Wherever she may be, she holds herself up as a shining example of what is possible and inspires those she meets to reach their highest potential, regardless of age. “Use me as a page in your book of life,” she says.
“The dance of life is inside of me.”
Her eyes twinkle as she summed up her life’s wisdom: “The dance of life is inside of me. In my mind, I move my body. Both come together. When you believe in something, go and do it. Don’t spend your time on useless thoughts and say, ‘I’ll do it tomorrow’. Tomorrow never comes.
“One minute after midnight, it’s already today. Don’t procrastinate. Know that within you is the possibility for you to do anything.”
She adds: When you get up in the morning, don’t just sit there. Go see the birds and see how beautiful they are. Do a little yoga – and learn to do it with the proper breath, that’s more than anything.
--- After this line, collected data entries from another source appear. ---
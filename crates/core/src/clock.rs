//! Clock abstraction for quota window math.
//!
//! Windows are tracked as epoch-second floats so that retry-after hints can
//! be computed against wall-clock rollover (`60 - now % 60`). Components
//! take an `Arc<dyn Clock>` so tests can drive a [`ManualClock`]
//! deterministically instead of sleeping.

use std::sync::Mutex;
use std::time::{SystemTime, UNIX_EPOCH};

/// A source of wall-clock time in epoch seconds.
pub trait Clock: Send + Sync {
    /// Seconds since the Unix epoch.
    fn now_secs(&self) -> f64;
}

/// The real system clock.
#[derive(Debug, Default, Clone)]
pub struct SystemClock;

impl Clock for SystemClock {
    fn now_secs(&self) -> f64 {
        SystemTime::now()
            .duration_since(UNIX_EPOCH)
            .map(|d| d.as_secs_f64())
            .unwrap_or(0.0)
    }
}

/// A manually advanced clock for deterministic tests.
#[derive(Debug, Default)]
pub struct ManualClock {
    now: Mutex<f64>,
}

impl ManualClock {
    /// Create a manual clock starting at the given epoch second.
    pub fn starting_at(secs: f64) -> Self {
        Self {
            now: Mutex::new(secs),
        }
    }

    /// Advance the clock by `secs`.
    pub fn advance(&self, secs: f64) {
        *self.now.lock().unwrap() += secs;
    }

    /// Jump the clock to an absolute epoch second.
    pub fn set(&self, secs: f64) {
        *self.now.lock().unwrap() = secs;
    }
}

impl Clock for ManualClock {
    fn now_secs(&self) -> f64 {
        *self.now.lock().unwrap()
    }
}
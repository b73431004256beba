//! wardline-runtime — the assembled application context.
//!
//! Everything below this crate is wired through traits; this crate picks
//! the production implementations (HTTP transport, persisted identity,
//! log-based content presentation, the system clock) and owns the
//! background tasks. Hosts construct one [`Platform`] and share it.
//!
//! ```no_run
//! use wardline_config::PlatformConfig;
//! use wardline_runtime::Platform;
//!
//! # async fn run() -> wardline_core::error::Result<()> {
//! let platform = Platform::init(PlatformConfig::default()).await?;
//! let quote = platform
//!     .execute("fetch_quote", "market_data", || async {
//!         Ok::<_, std::io::Error>("VNM 65.3")
//!     })
//!     .await;
//! platform.shutdown().await;
//! # Ok(())
//! # }
//! ```

pub mod platform;
pub mod presenter;
pub mod probe;

pub use platform::{Platform, PlatformStatus};
pub use presenter::LogPresenter;
pub use probe::HostProbe;
impl ExecutionGuard {
    /// Create a guard. Fails when the policy is inconsistent.
    pub fn new(
        policy: GuardConfig,
        guardian: Arc<QuotaGuardian>,
        sink: Arc<dyn MetricSink>,
        presenter: Arc<dyn ContentPresenter>,
        clock: Arc<dyn Clock>,
    ) -> Result<Self, GuardError> {
        if policy.loop_threshold < 2 {
            return Err(GuardError::InvalidPolicy(format!(
                "loop_threshold must be at least 2, got {}",
                policy.loop_threshold
            )));
        }
        if policy.time_window_secs <= 0.0 {
            return Err(GuardError::InvalidPolicy(format!(
                "time_window_secs must be positive, got {}",
                policy.time_window_secs
            )));
        }
        if policy.content_trigger_threshold < 1 {
            return Err(GuardError::InvalidPolicy(format!(
                "content_trigger_threshold must be at least 1, got {}",
                policy.content_trigger_threshold
            )));
        }
        if policy.backoff_factor <= 0.0 {
            return Err(GuardError::InvalidPolicy(format!(
                "backoff_factor must be positive, got {}",
                policy.backoff_factor
            )));
        }
        Ok(Self {
            policy,
            guardian,
            sink,
            presenter,
            clock,
            states: Mutex::new(HashMap::new()),
        })
    }

    /// Run `thunk` under quota protection.
    ///
    /// A continuously failing quota check consumes `max_retries + 1`
    /// verification attempts before the error surfaces. The thunk itself
    /// runs at most once, and always has its outcome recorded.
    pub async fn execute<T, E, F, Fut>(
        &self,
        operation_id: &str,
        resource_type: &str,
        thunk: F,
    ) -> Result<T, GuardedError<E>>
    where
        F: FnOnce() -> Fut,
        Fut: Future<Output = Result<T, E>>,
        E: std::fmt::Display,
    {
        let mut retries: u32 = 0;
        let mut content_triggered = false;

        let (loop_detected, loop_depth) = loop {
            let now = self.clock.now_secs();

            let attempt = {
                let mut states = self.states.lock().unwrap();
                let st = states
                    .entry(operation_id.to_string())
                    .or_insert_with(|| OpState::new(now));

                // Session rollover re-arms content presentation.
                if now - st.session_start > self.policy.session_timeout_secs {
                    st.session_displayed = false;
                    st.session_start = now;
                }

                st.call_history.push_back(now);
                while let Some(&front) = st.call_history.front() {
                    if now - front > self.policy.time_window_secs {
                        st.call_history.pop_front();
                    } else {
                        break;
                    }
                }

                let detected = st.call_history.len() >= self.policy.loop_threshold;
                if detected {
                    st.consecutive_loops += 1;
                } else {
                    st.consecutive_loops = 0;
                }
                let consecutive = st.consecutive_loops;

                let show = consecutive >= self.policy.content_trigger_threshold
                    && now - st.last_content_time >= self.policy.content_cooldown_secs
                    && !st.session_displayed;
                if show {
                    st.last_content_time = now;
                    st.consecutive_loops = 0;
                    st.session_displayed = true;
                }

                (detected, st.call_history.len(), show, consecutive)
            };
            let (detected, depth, show, consecutive) = attempt;

            if show {
                content_triggered = true;
                debug!(
                    operation = operation_id,
                    depth, "Call burst crossed content trigger threshold"
                );
                self.presenter.present(ContentContext::Loop);
                self.sink
                    .record(
                        MetricRecord::ContentOpportunity(ContentOpportunityRecord {
                            function: operation_id.to_string(),
                            resource_type: resource_type.to_string(),
                            call_frequency: depth as f64 / self.policy.time_window_secs,
                            consecutive_loops: consecutive,
                            timestamp: Utc::now(),
                            machine_id: None,
                        }),
                        Priority::Normal,
                    )
                    .await;
            }

            match self.guardian.verify(operation_id, resource_type).await {
                Ok(()) => break (detected, depth),
                Err(e) => {
                    self.sink
                        .record(
                            MetricRecord::Error(ErrorRecord {
                                function: operation_id.to_string(),
                                message: e.to_string(),
                                context: "resource_verification".into(),
                                resource_type: Some(resource_type.to_string()),
                                retry_attempt: retries,
                                timestamp: Utc::now(),
                                machine_id: None,
                            }),
                            Priority::High,
                        )
                        .await;

                    // Rate-limit content, at most once per session.
                    let present_rate_limit = {
                        let mut states = self.states.lock().unwrap();
                        let st = states.get_mut(operation_id).expect("state exists");
                        if st.session_displayed {
                            false
                        } else {
                            st.session_displayed = true;
                            st.last_content_time = now;
                            true
                        }
                    };
                    if present_rate_limit {
                        self.presenter.present(ContentContext::RateLimit);
                    }

                    if retries < self.policy.max_retries {
                        let wait = self
                            .policy
                            .backoff_factor
                            .powi(retries as i32)
                            .min(e.retry_after_secs.max(0.0));
                        retries += 1;
                        debug!(
                            operation = operation_id,
                            wait_secs = wait,
                            attempt = retries,
                            max = self.policy.max_retries,
                            "Quota rejected, backing off"
                        );
                        tokio::time::sleep(Duration::from_secs_f64(wait)).await;
                    } else {
                        match self.policy.exhaust_policy {
                            ExhaustPolicy::Propagate => return Err(GuardedError::RateLimited(e)),
                            ExhaustPolicy::Abort => {
                                error!(
                                    operation = operation_id,
                                    resource = resource_type,
                                    "Quota retries exhausted, aborting per policy"
                                );
                                std::process::exit(1);
                            }
                        }
                    }
                }
            }
        };

        // Execution. The outcome is always recorded, then returned as-is.
        let start = self.clock.now_secs();
        let outcome = thunk().await;
        let elapsed = (self.clock.now_secs() - start).max(0.0);

        let (success, error_text) = match &outcome {
            Ok(_) => (true, None),
            Err(e) => (false, Some(e.to_string())),
        };
        self.sink
            .record(
                MetricRecord::FunctionCall(FunctionCallRecord {
                    function: operation_id.to_string(),
                    resource_type: resource_type.to_string(),
                    execution_time_secs: elapsed,
                    success,
                    error: error_text,
                    in_loop: loop_detected,
                    loop_depth,
                    content_triggered,
                    retry_count: (retries > 0).then_some(retries),
                    timestamp: Utc::now(),
                    machine_id: None,
                }),
                Priority::Normal,
            )
            .await;

        outcome.map_err(GuardedError::Operation)
    }
}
This is the secret of life.”
Eight Life Tips from a Master
Never put more on your plate than you can eat. You can always add more if you’re still hungry.
I don’t eat anything that lived. I love animals. Anything that’s killed, I can’t eat. I don’t eat anything much except fruit.
On waking up
Know when you get up there’s nothing you can’t do. Do what you believe in.
When you wake up in the morning, don’t put into your mind all the problems. Say, ‘This is going to be the best day of my life.’
Be happy. This is what keeps me alive.
In my heart, I’m still in my 20s. I have no intention of ever growing up.
Whatever you put in your mind, it materialises. When it materialises, the whole universe opens up for you.
Tune in to your inner self. I don’t pray to something out in space. I pray to that which is beating within me. The lord of creation is right inside of me, and when he’s there, there’s nothing you can’t do.